■ TO DO
Give the data again exactly, stopping after the "governing permissions and" line.

Saved data entries
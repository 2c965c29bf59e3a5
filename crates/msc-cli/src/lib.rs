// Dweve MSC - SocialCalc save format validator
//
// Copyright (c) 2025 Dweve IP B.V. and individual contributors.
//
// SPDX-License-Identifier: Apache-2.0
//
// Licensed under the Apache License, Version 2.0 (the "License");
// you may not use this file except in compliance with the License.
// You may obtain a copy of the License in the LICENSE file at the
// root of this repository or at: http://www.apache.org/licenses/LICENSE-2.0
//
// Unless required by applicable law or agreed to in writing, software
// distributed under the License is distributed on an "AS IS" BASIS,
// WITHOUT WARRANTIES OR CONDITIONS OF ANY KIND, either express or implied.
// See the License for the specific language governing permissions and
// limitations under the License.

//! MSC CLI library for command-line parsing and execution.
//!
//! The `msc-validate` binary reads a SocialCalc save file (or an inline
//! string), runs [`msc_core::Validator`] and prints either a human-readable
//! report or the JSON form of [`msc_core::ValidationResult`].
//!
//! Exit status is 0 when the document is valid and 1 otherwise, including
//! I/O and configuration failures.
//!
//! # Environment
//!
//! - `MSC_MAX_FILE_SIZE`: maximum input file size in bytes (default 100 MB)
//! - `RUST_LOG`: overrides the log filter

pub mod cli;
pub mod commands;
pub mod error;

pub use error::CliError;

■ EXERCISE ANSWER
repository 2c965c29bf59e3a5
filename crates/msc-cli/src/lib.rs
// Dweve MSC - SocialCalc save format validator
//
// Copyright (c) 2025 Dweve IP B.V. and individual contributors.
//
// SPDX-License-Identifier: Apache-2.0
//
// Licensed under the Apache License, Version 2.0 (the "License");
// you may not use this file except in compliance with the License.
// You may obtain a copy of the License in the LICENSE file at the
// root of this repository or at: http://www.apache.org/licenses/LICENSE-2.0
//
// Unless required by applicable law or agreed to in writing, software
// distributed under the License is distributed on an "AS IS" BASIS,
// WITHOUT WARRANTIES OR CONDITIONS OF ANY KIND, either express or implied.
// See the License for the specific language governing permissions and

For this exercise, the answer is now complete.